Work instructions: Report how many lines below contain the word "Entry", giving the number and no other words.

Dataset content:
Segment Open
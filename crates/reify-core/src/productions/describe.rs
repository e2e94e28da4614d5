//! # Self-Description
//!
//! Every installed production writes facts about itself:
//!
//! ```text
//! (ADD  TYPE      OPERATION!  ctx)
//! (ADD  DOCS      "x + y"     ctx)
//! (ADD  CATEGORY  arithmetic  ctx)
//! (OPERATION!  TYPE  TYPE!  ctx)
//! (TYPE!       TYPE  TYPE!  ctx)
//! ```
//!
//! The meta-types are ordinary words, so discovery is an ordinary query.

use crate::graph::Graph;
use crate::pattern::{Pattern, Slot};
use crate::primitives::{CATEGORY, DOCS, META_TYPE, TYPE};
use crate::{GraphError, Quad, Term};
use serde::Serialize;

/// Declare `meta_type` as a type. Also declares `TYPE!` as its own type.
pub fn declare_type(graph: &mut Graph, meta_type: &str, ctx: &Term) -> Result<(), GraphError> {
    graph.insert_all([
        Quad::new(META_TYPE, TYPE, META_TYPE, ctx),
        Quad::new(meta_type, TYPE, META_TYPE, ctx),
    ])
}

/// Write the `TYPE`, `DOCS` and `CATEGORY` facts of a named production.
///
/// Empty docs or category are omitted. All facts are written even if a
/// watch fails on one of them.
pub fn describe(
    graph: &mut Graph,
    name: &Term,
    meta_type: &str,
    docs: &str,
    category: &str,
    ctx: &Term,
) -> Result<(), GraphError> {
    let mut quads = vec![Quad::new(name, TYPE, meta_type, ctx)];
    if !docs.is_empty() {
        quads.push(Quad::new(name, DOCS, Term::string(docs), ctx));
    }
    if !category.is_empty() {
        quads.push(Quad::new(name, CATEGORY, category, ctx));
    }
    graph.insert_all(quads)
}

/// Names typed `meta_type`, in store order.
#[must_use]
pub fn members(graph: &Graph, meta_type: &str) -> Vec<Term> {
    graph
        .query(Pattern::new("?name", TYPE, Slot::Constant(Term::word(meta_type)), "*"))
        .into_iter()
        .filter_map(|binding| binding.get("name").cloned())
        .collect()
}

/// One discovered production.
#[derive(Debug, Clone, PartialEq, Eq, Serialize)]
pub struct Entry {
    pub name: Term,
    pub kind: Term,
    #[serde(skip_serializing_if = "Option::is_none")]
    pub docs: Option<Term>,
    #[serde(skip_serializing_if = "Option::is_none")]
    pub category: Option<Term>,
}

/// Every typed name except the meta-types themselves.
#[must_use]
pub fn catalog(graph: &Graph) -> Vec<Entry> {
    let meta = Term::word(META_TYPE);
    graph
        .query(Pattern::new("?name", TYPE, "?kind", "*"))
        .into_iter()
        .filter_map(|binding| {
            let kind = binding.get("kind")?.clone();
            if kind == meta {
                return None;
            }
            let name = binding.get("name")?.clone();
            Some(Entry {
                docs: attribute(graph, &name, DOCS),
                category: attribute(graph, &name, CATEGORY),
                name,
                kind,
            })
        })
        .collect()
}

fn attribute(graph: &Graph, name: &Term, attribute: &str) -> Option<Term> {
    graph
        .query(Pattern::new(name, attribute, "?value", "*"))
        .into_iter()
        .find_map(|binding| binding.get("value").cloned())
}

// =============================================================================
// TESTS
// =============================================================================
Segment Closed
Finished task: 3